#[cfg(test)]
mod tests {
    use super::*;
    use crate::configuration::types::ImageBounds;
    use crate::metadata::types::MetricValue;
    use std::path::PathBuf;
    use std::sync::Arc;
    use tempfile::TempDir;

    fn temp_store_with(config: StoreConfig) -> DatabaseStore {
        let dir = TempDir::new().unwrap();
        let path: PathBuf = dir.path().join("test.sqlite3");
        // Keep TempDir alive by leaking it for the test duration
        Box::leak(Box::new(dir));
        DatabaseStore::open(path, config).unwrap()
    }

    fn temp_store() -> DatabaseStore {
        temp_store_with(StoreConfig::default())
    }

    fn bbox() -> BoundingBox {
        BoundingBox::new(0.0, 0.0, 10.0, 10.0)
    }

    #[test]
    fn test_register_agent_and_fetch() {
        let store = temp_store();
        let id = store.register_agent("host1", "alice").unwrap();
        let agent = store.get_agent(id).unwrap();
        assert_eq!(agent.id, id);
        assert_eq!(agent.hostname, "host1");
        assert_eq!(agent.username, "alice");
    }

    #[test]
    fn test_register_agent_rejects_empty_fields() {
        let store = temp_store();
        assert!(matches!(
            store.register_agent("", "alice"),
            Err(StoreError::Validation(_))
        ));
        assert!(matches!(
            store.register_agent("host1", "  "),
            Err(StoreError::Validation(_))
        ));
        assert!(store.list_agents().unwrap().is_empty());
    }

    #[test]
    fn test_record_image_resolves_back_to_agent() {
        let store = temp_store();
        let agent_id = store.register_agent("host1", "alice").unwrap();
        let image_id = store.record_image(agent_id, "/img/1.jpg").unwrap();
        let image = store.get_image(image_id).unwrap();
        assert_eq!(image.agent_id, agent_id);
        assert_eq!(image.file_path, "/img/1.jpg");
        assert_eq!(store.get_agent(image.agent_id).unwrap().id, agent_id);
    }

    #[test]
    fn test_record_image_unknown_agent() {
        let store = temp_store();
        let err = store.record_image(Uuid::new_v4(), "/img/1.jpg").unwrap_err();
        assert!(matches!(err, StoreError::NotFound(_)));
    }

    #[test]
    fn test_record_image_rejects_empty_path() {
        let store = temp_store();
        let agent_id = store.register_agent("host1", "alice").unwrap();
        assert!(matches!(
            store.record_image(agent_id, ""),
            Err(StoreError::Validation(_))
        ));
        assert!(store.list_images(agent_id).unwrap().is_empty());
    }

    #[test]
    fn test_ensure_label_idempotent() {
        let store = temp_store();
        let first = store.ensure_label("car").unwrap();
        for _ in 0..4 {
            assert_eq!(store.ensure_label("car").unwrap(), first);
        }
        let labels = store.list_labels().unwrap();
        assert_eq!(labels.len(), 1);
        assert_eq!(labels[0].name, "car");
        assert_eq!(store.find_label("car").unwrap().unwrap().id, first);
        assert!(store.find_label("bike").unwrap().is_none());
    }

    #[test]
    fn test_ensure_label_concurrent_callers_agree() {
        let store = Arc::new(temp_store());
        let mut handles = Vec::new();
        for _ in 0..8 {
            let store = store.clone();
            handles.push(std::thread::spawn(move || store.ensure_label("car").unwrap()));
        }
        let ids: Vec<Uuid> = handles.into_iter().map(|h| h.join().unwrap()).collect();
        assert!(ids.iter().all(|id| *id == ids[0]));
        assert_eq!(store.list_labels().unwrap().len(), 1);
    }

    #[test]
    fn test_ensure_label_rejects_empty_name() {
        let store = temp_store();
        assert!(matches!(
            store.ensure_label(" "),
            Err(StoreError::Validation(_))
        ));
    }

    #[test]
    fn test_add_label_metadata_unknown_refs() {
        let store = temp_store();
        let agent_id = store.register_agent("host1", "alice").unwrap();
        let image_id = store.record_image(agent_id, "/img/1.jpg").unwrap();
        let label_id = store.ensure_label("cat").unwrap();

        let err = store
            .add_label_metadata(Uuid::new_v4(), label_id, bbox())
            .unwrap_err();
        assert!(matches!(err, StoreError::NotFound(_)));
        let err = store
            .add_label_metadata(image_id, Uuid::new_v4(), bbox())
            .unwrap_err();
        assert!(matches!(err, StoreError::NotFound(_)));
        // no rows were created by the failed attempts
        assert!(store.list_label_metadata(image_id).unwrap().is_empty());
    }

    #[test]
    fn test_add_label_metadata_rejects_malformed_bbox() {
        let store = temp_store();
        let agent_id = store.register_agent("host1", "alice").unwrap();
        let image_id = store.record_image(agent_id, "/img/1.jpg").unwrap();
        let label_id = store.ensure_label("cat").unwrap();
        let inverted = BoundingBox::new(10.0, 0.0, 0.0, 10.0);
        assert!(matches!(
            store.add_label_metadata(image_id, label_id, inverted),
            Err(StoreError::Validation(_))
        ));
    }

    #[test]
    fn test_bbox_bounds_check_enforced_when_configured() {
        let store = temp_store_with(StoreConfig {
            image_bounds: Some(ImageBounds {
                width: 640.0,
                height: 480.0,
            }),
            ..StoreConfig::default()
        });
        let agent_id = store.register_agent("host1", "alice").unwrap();
        let image_id = store.record_image(agent_id, "/img/1.jpg").unwrap();
        let label_id = store.ensure_label("cat").unwrap();

        let oversized = BoundingBox::new(0.0, 0.0, 700.0, 480.0);
        assert!(matches!(
            store.add_label_metadata(image_id, label_id, oversized),
            Err(StoreError::Validation(_))
        ));
        assert!(store
            .add_label_metadata(image_id, label_id, BoundingBox::new(0.0, 0.0, 640.0, 480.0))
            .is_ok());
    }

    #[test]
    fn test_prediction_confidence_range() {
        let store = temp_store();
        let agent_id = store.register_agent("host1", "alice").unwrap();
        let image_id = store.record_image(agent_id, "/img/1.jpg").unwrap();

        assert!(matches!(
            store.record_prediction(image_id, bbox(), "car", 1.5),
            Err(StoreError::Validation(_))
        ));
        assert!(matches!(
            store.record_prediction(image_id, bbox(), "car", -0.1),
            Err(StoreError::Validation(_))
        ));
        // boundary values are inclusive
        store.record_prediction(image_id, bbox(), "car", 0.0).unwrap();
        store.record_prediction(image_id, bbox(), "car", 1.0).unwrap();
        assert_eq!(store.list_predictions(image_id).unwrap().len(), 2);
    }

    #[test]
    fn test_prediction_label_is_free_text() {
        let store = temp_store();
        let agent_id = store.register_agent("host1", "alice").unwrap();
        let image_id = store.record_image(agent_id, "/img/1.jpg").unwrap();
        // no label row named "experimental_class_7" exists, and none is needed
        let id = store
            .record_prediction(image_id, bbox(), "experimental_class_7", 0.4)
            .unwrap();
        let prediction = store.get_prediction(id).unwrap();
        assert_eq!(prediction.label, "experimental_class_7");
        assert!(store.find_label("experimental_class_7").unwrap().is_none());
    }

    #[test]
    fn test_prediction_unknown_image() {
        let store = temp_store();
        assert!(matches!(
            store.record_prediction(Uuid::new_v4(), bbox(), "car", 0.5),
            Err(StoreError::NotFound(_))
        ));
    }

    #[test]
    fn test_create_model_version_conflict() {
        let store = temp_store();
        let first = store.create_model("v1.0.0").unwrap();
        let err = store.create_model("v1.0.0").unwrap_err();
        assert!(matches!(err, StoreError::Conflict(_)));
        // the original row is untouched
        assert_eq!(store.get_model(first).unwrap().version, "v1.0.0");
        assert_eq!(store.list_models().unwrap().len(), 1);
    }

    #[test]
    fn test_activate_model_is_exclusive() {
        let store = temp_store();
        let a = store.create_model("v1").unwrap();
        let b = store.create_model("v2").unwrap();
        assert!(store.active_model().unwrap().is_none());

        store.activate_model(a).unwrap();
        assert_eq!(store.active_model().unwrap().unwrap().id, a);

        store.activate_model(b).unwrap();
        let models = store.list_models().unwrap();
        for model in &models {
            assert_eq!(model.is_active, model.id == b);
        }
        assert_eq!(store.active_model().unwrap().unwrap().id, b);

        assert!(matches!(
            store.activate_model(Uuid::new_v4()),
            Err(StoreError::NotFound(_))
        ));
        // the failed activation did not disturb the active flag
        assert_eq!(store.active_model().unwrap().unwrap().id, b);
    }

    #[test]
    fn test_training_job_lifecycle() {
        let store = temp_store();
        let model_id = store.create_model("v1").unwrap();
        let job_id = store.start_training_job(model_id).unwrap();

        let job = store.get_training_job(job_id).unwrap();
        assert_eq!(job.model_id, model_id);
        assert_eq!(job.status, TrainingStatus::InProgress);
        assert!(job.metrics.is_none());
        assert!(job.completed_at.is_none());

        let mut metrics = Metrics::new();
        metrics.insert(String::from("loss"), MetricValue::Number(0.12));
        metrics.insert(String::from("epochs"), MetricValue::Number(50.0));
        store
            .update_training_job(job_id, TrainingStatus::InProgress, Some(metrics.clone()))
            .unwrap();
        let job = store.get_training_job(job_id).unwrap();
        assert_eq!(job.metrics, Some(metrics.clone()));
        assert!(job.completed_at.is_none());

        // terminal update without metrics keeps the stored map
        store
            .update_training_job(job_id, TrainingStatus::Completed, None)
            .unwrap();
        let job = store.get_training_job(job_id).unwrap();
        assert_eq!(job.status, TrainingStatus::Completed);
        assert_eq!(job.metrics, Some(metrics));
        assert!(job.completed_at.is_some());
    }

    #[test]
    fn test_training_job_terminal_is_final() {
        let store = temp_store();
        let model_id = store.create_model("v1").unwrap();
        let job_id = store.start_training_job(model_id).unwrap();
        store
            .update_training_job(job_id, TrainingStatus::Completed, None)
            .unwrap();

        let err = store
            .update_training_job(job_id, TrainingStatus::InProgress, None)
            .unwrap_err();
        assert!(matches!(err, StoreError::InvalidTransition(_)));
        assert_eq!(
            store.get_training_job(job_id).unwrap().status,
            TrainingStatus::Completed
        );

        // re-asserting the terminal status is also rejected
        assert!(store
            .update_training_job(job_id, TrainingStatus::Completed, None)
            .is_err());
    }

    #[test]
    fn test_training_job_unknown_ids() {
        let store = temp_store();
        assert!(matches!(
            store.start_training_job(Uuid::new_v4()),
            Err(StoreError::NotFound(_))
        ));
        assert!(matches!(
            store.update_training_job(Uuid::new_v4(), TrainingStatus::Completed, None),
            Err(StoreError::NotFound(_))
        ));
    }

    #[test]
    fn test_list_ordering_is_creation_order() {
        let store = temp_store();
        let agent_id = store.register_agent("host1", "alice").unwrap();
        let first = store.record_image(agent_id, "/img/1.jpg").unwrap();
        let second = store.record_image(agent_id, "/img/2.jpg").unwrap();
        let third = store.record_image(agent_id, "/img/3.jpg").unwrap();
        let ids: Vec<Uuid> = store
            .list_images(agent_id)
            .unwrap()
            .into_iter()
            .map(|i| i.id)
            .collect();
        assert_eq!(ids, vec![first, second, third]);
        // listing under an absent parent is an empty result, not an error
        assert!(store.list_images(Uuid::new_v4()).unwrap().is_empty());
    }

    #[test]
    fn test_labeling_scenario() {
        let store = temp_store();
        let agent_id = store.register_agent("host1", "alice").unwrap();
        let image_id = store.record_image(agent_id, "/img/1.jpg").unwrap();
        let label_id = store.ensure_label("cat").unwrap();
        let annotation = BoundingBox::new(0.0, 0.0, 10.0, 10.0);
        let metadata_id = store
            .add_label_metadata(image_id, label_id, annotation)
            .unwrap();

        let rows = store.list_label_metadata(image_id).unwrap();
        assert_eq!(rows.len(), 1);
        assert_eq!(rows[0].id, metadata_id);
        assert_eq!(rows[0].bbox, annotation);
        assert_eq!(rows[0].label_id, label_id);

        let by_label = store.list_label_metadata_for_label(label_id).unwrap();
        assert_eq!(by_label.len(), 1);
        assert_eq!(by_label[0].image_id, image_id);
    }

    #[test]
    fn test_reopen_preserves_rows() {
        let dir = TempDir::new().unwrap();
        let path = dir.path().join("persist.sqlite3");
        let agent_id;
        {
            let store = DatabaseStore::open_default(&path).unwrap();
            agent_id = store.register_agent("host1", "alice").unwrap();
            store.close();
        }
        let store = DatabaseStore::open_default(&path).unwrap();
        assert_eq!(store.get_agent(agent_id).unwrap().hostname, "host1");
    }

    #[test]
    fn test_custom_score_range() {
        let store = temp_store_with(StoreConfig {
            score_range: crate::configuration::types::ScoreRange {
                min: 0.0,
                max: 100.0,
            },
            ..StoreConfig::default()
        });
        let agent_id = store.register_agent("host1", "alice").unwrap();
        let image_id = store.record_image(agent_id, "/img/1.jpg").unwrap();
        store.record_prediction(image_id, bbox(), "car", 42.0).unwrap();
        assert!(matches!(
            store.record_prediction(image_id, bbox(), "car", 100.5),
            Err(StoreError::Validation(_))
        ));
    }
}
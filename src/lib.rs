pub mod configuration;
pub use configuration::config::StoreConfig;

pub mod error_handling;
pub use error_handling::types::{ConfigError, StoreError};

pub mod metadata;
pub use metadata::database_store::DatabaseStore;
pub use metadata::store_trait::MetadataStore;
//! HTTP router.
//!
//! Returns a composable `Router` that can be mounted on any axum server.
//! Encounter creation lives under `/consult/`, everything else under `/api/`.
//!
//! Layers (outermost → innermost): CORS → per-route headers → handler.

use std::sync::Arc;

use axum::http::header::{AUTHORIZATION, CONTENT_TYPE};
use axum::http::{HeaderName, HeaderValue, Method};
use axum::routing::{get, post};
use axum::Router;
use tower_http::cors::{Any, CorsLayer};
use tower_http::set_header::SetResponseHeaderLayer;

use crate::api::endpoints;
use crate::api::types::ApiContext;
use crate::core_state::CoreState;

/// Build the API router.
///
/// Endpoint handlers use `State<ApiContext>` (provided via `with_state`).
pub fn api_router(core: Arc<CoreState>) -> Router {
    build_router(ApiContext::new(core))
}

fn cors_layer() -> CorsLayer {
    CorsLayer::new()
        .allow_origin(Any)
        .allow_methods([Method::GET, Method::POST, Method::OPTIONS])
        .allow_headers([CONTENT_TYPE, AUTHORIZATION])
        .expose_headers([CONTENT_TYPE])
}

fn build_router(ctx: ApiContext) -> Router {
    // Reverse proxies must not buffer the event stream.
    let no_proxy_buffering = SetResponseHeaderLayer::overriding(
        HeaderName::from_static("x-accel-buffering"),
        HeaderValue::from_static("no"),
    );

    // NOTE: Path params use `:param` syntax (matchit 0.7 / axum 0.7).
    let api = Router::new()
        .route("/health", get(endpoints::health::check))
        .route("/encounters", get(endpoints::encounters::list))
        .route(
            "/templates/first-message",
            get(endpoints::templates::first_message),
        )
        .route(
            "/encounters/:id/messages",
            post(endpoints::encounters::post_message),
        )
        .route("/encounters/:id/end", post(endpoints::encounters::end))
        .route(
            "/encounters/:id/stream",
            get(endpoints::stream::stream).layer(no_proxy_buffering),
        )
        .route(
            "/encounters/:id/clinical-note",
            post(endpoints::clinical_note::generate),
        );

    let consult = Router::new().route("/new", post(endpoints::encounters::create));

    Router::new()
        .nest("/api", api)
        .nest("/consult", consult)
        .with_state(ctx)
        .layer(cors_layer())
}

▬▬▬

▸ **What is expected**
Please give again the lines above between the line holding "headers → handler." and the line holding "fn cors_layer() ->", inclusive, exactly as they are and with nothing added.

▸ **Solution to the exercise**
//! Layers (outermost → innermost): CORS → per-route headers → handler.

use std::sync::Arc;

use axum::http::header::{AUTHORIZATION, CONTENT_TYPE};
use axum::http::{HeaderName, HeaderValue, Method};
use axum::routing::{get, post};
use axum::Router;
use tower_http::cors::{Any, CorsLayer};
use tower_http::set_header::SetResponseHeaderLayer;

use crate::api::endpoints;
use crate::api::types::ApiContext;
use crate::core_state::CoreState;

/// Build the API router.
///
/// Endpoint handlers use `State<ApiContext>` (provided via `with_state`).
pub fn api_router(core: Arc<CoreState>) -> Router {
    build_router(ApiContext::new(core))
}

fn cors_layer() -> CorsLayer {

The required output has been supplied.